Rehabilitation professionals’ lack of mental health literacy and uncertainty in the RTW process for persons with MH problems may make a successful RTW less likely for persons experiencing these problems [6, 7]. It may result in misunderstandings and discrimination of persons with MH problems in the RTW process [20]. Rehabilitation professionals’ uncertainty may also further increase employers’ uncertainty and feelings of being alone in handling the RTW process. The Support to Employers from rehabilitation Actors about Mental health (SEAM) intervention was developed in response to the identified lack of mental health literacy among rehabilitation professionals and employers, in order to enable rehabilitation professionals to provide adequate knowledge and support to service users with MH problems and their employers. The intervention design was based on findings from previous interview studies [6, 21] and inspired by strategies used in supported employment [3, 22], cognitive behavior therapy [23, 24], and motivational interviewing [25]. When developing the SEAM intervention, an iterative participatory design [26] was used that involved an expert group of employers with experience of supporting employees with MH problems, representatives from the Swedish Social Insurance Agency, the Public Employment Service (PES), Human Resources, persons with experience of MH problems, and researchers. The aim of this study was to evaluate the impact of the SEAM intervention on rehabilitation professionals’ mental health literacy (knowledge, beliefs, attitudes, and supporting behaviors) towards people with MH problems as well as their supporting behaviors towards employers as part of the RTW process.
Methods
Research design
The study used a longitudinal observational design [27] and was conducted in Scania, in southern Sweden, during 2015–2017. The impact of SEAM was evaluated on three occasions: immediately before the rehabilitation professionals received the SEAM training (T1), immediately after training (T2), and 6 months after training completion (T3).
The SEAM intervention
SEAM focuses on increasing rehabilitation professionals’ knowledge in mental health, as well as their self-confidence and willingness to support a client with MH problems and their employer. SEAM also aims to decrease stigma related to having a MH problem and increase the belief in work ability of persons experiencing this problem. SEAM is a three-day group training with a maximum of 20 rehabilitation professionals in each group. The training includes Mental Health First Aid (MHFA) [28], complemented with presentations and discussions on current research on work and mental health, and strategies and communication guidelines to use when meeting service users and employers as part of the RTW of persons with MH problems.
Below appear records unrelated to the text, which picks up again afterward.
//! One timestamped set of meteorological measurements.

use crate::error::InvalidObservation;
use serde::{Deserialize, Serialize};

/// Meteorological observation over open water for one sampling interval
///
/// Missing measurements are represented as NaN, the same way a column of a
/// [`MeteoTable`](crate::MeteoTable) marks gaps.
#[derive(Debug, Clone, Copy, PartialEq, Serialize, Deserialize)]
pub struct Observation {
    /// Caller-defined timestamp (e.g. Unix seconds); only used to label
    /// diagnostics and to align batch output
    pub timestamp: i64,
    /// Wind speed at sensor height (m/s)
    pub wind_speed: f64,
    /// Station air pressure (mb)
    pub pressure: f64,
    /// Air temperature at sensor height (°C)
    pub air_temperature: f64,
    /// Water surface (skin) temperature (°C)
    pub skin_temperature: f64,
    /// Relative humidity (0-100)
    pub relative_humidity: f64,
    /// Height of the wind/temperature/humidity sensors above the water (m)
    pub sensor_height: f64,
    /// Sampling interval (s); evaporation is reported per this interval
    pub timestep: f64,
}

impl Observation {
    /// Check that every quantity is present and physically usable
    ///
    /// All seven quantities must be finite; pressure and sensor height must
    /// also be strictly positive since both appear under a logarithm or as a
    /// divisor.
    ///
    /// # Errors
    ///
    /// Returns the first offending field, in declaration order.
    pub fn validate(&self) -> Result<(), InvalidObservation> {
        for (field, value) in self.fields() {
            if !value.is_finite() {
                return Err(InvalidObservation::Missing { field });
            }
        }
        if self.pressure <= 0.0 {
            return Err(InvalidObservation::NonPositive {
                field: "pressure",
                value: self.pressure,
            });
        }
        if self.sensor_height <= 0.0 {
            return Err(InvalidObservation::NonPositive {
                field: "sensor_height",
                value: self.sensor_height,
            });
        }
        Ok(())
    }

    /// Named numeric inputs, in solver argument order
    pub fn fields(&self) -> [(&'static str, f64); 7] {
        [
            ("wind_speed", self.wind_speed),
            ("pressure", self.pressure),
            ("air_temperature", self.air_temperature),
            ("skin_temperature", self.skin_temperature),
            ("relative_humidity", self.relative_humidity),
            ("sensor_height", self.sensor_height),
            ("timestep", self.timestep),
        ]
    }

    /// Estimate evaporation for this observation
    pub fn solve(&self) -> crate::BulkTransferResult {
        crate::solver::solve_observation(self)
    }
}

#[cfg(test)]
mod tests {
    use super::*;

    fn valid() -> Observation {
        Observation {
            timestamp: 731_947,
            wind_speed: 11.766,
            pressure: 920.06,
            air_temperature: 0.4288,
            skin_temperature: 6.3593,
            relative_humidity: 82.22,
            sensor_height: 2.0,
            timestep: 86_400.0,
        }
    }

    #[test]
    fn test_valid_observation_passes() {
        assert_eq!(valid().validate(), Ok(()));
    }

    #[test]
    fn test_nan_field_is_missing() {
        let mut obs = valid();
        obs.relative_humidity = f64::NAN;
        assert_eq!(
            obs.validate(),
            Err(InvalidObservation::Missing {
                field: "relative_humidity"
            })
        );
    }

    #[test]
    fn test_infinite_field_is_missing() {
        let mut obs = valid();
        obs.wind_speed = f64::INFINITY;
        assert_eq!(
            obs.validate(),
            Err(InvalidObservation::Missing { field: "wind_speed" })
        );
    }

    #[test]
    fn test_first_missing_field_reported() {
        let mut obs = valid();
        obs.timestep = f64::NAN;
        obs.pressure = f64::NAN;
        assert_eq!(
            obs.validate(),
            Err(InvalidObservation::Missing { field: "pressure" })
        );
    }

    #[test]
    fn test_non_positive_pressure_and_height() {
        let mut obs = valid();
        obs.pressure = 0.0;
        assert!(matches!(
            obs.validate(),
            Err(InvalidObservation::NonPositive {
                field: "pressure",
                ..
            })
        ));

        let mut obs = valid();
        obs.sensor_height = -2.0;
        assert!(matches!(
            obs.validate(),
            Err(InvalidObservation::NonPositive {
                field: "sensor_height",
                ..
            })
        ));
    }

    #[test]
    fn test_zero_wind_is_valid_input() {
        // Calm conditions are a numerical problem for the solver, not an
        // input error.
        let mut obs = valid();
        obs.wind_speed = 0.0;
        assert!(obs.validate().is_ok());
    }
}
SEAM also includes a homepage with targeted employer information.
The three parts of the SEAM training
Part 1 (12 hours), Mental Health First Aid: MHFA is an evidence-based course developed in Australia in 2002 [28] and has been adopted in 21 countries [29], including Sweden [30]. MHFA [28] provides knowledge of the most common mental illnesses, risk factors and warning signs for mental health and addiction concerns, strategies for how to help someone in both crisis and non-crisis situations, and where to turn for help. Action planning for different mental crises conditions is taught. Examples include how to support someone who has a panic attack, or shows signs of suicide, self-harm, intoxication, psychosis or violent behavior. The training includes group exercises and illustrative films. The effects of MFHA have been investigated in several randomized controlled trials [30–33]. A systematic review and meta-analysis demonstrated that MHFA increases mental health literacy, decreases negative attitudes, and increases supportive behaviors towards individuals with MH problems among the general public and professionals in RTW services [29].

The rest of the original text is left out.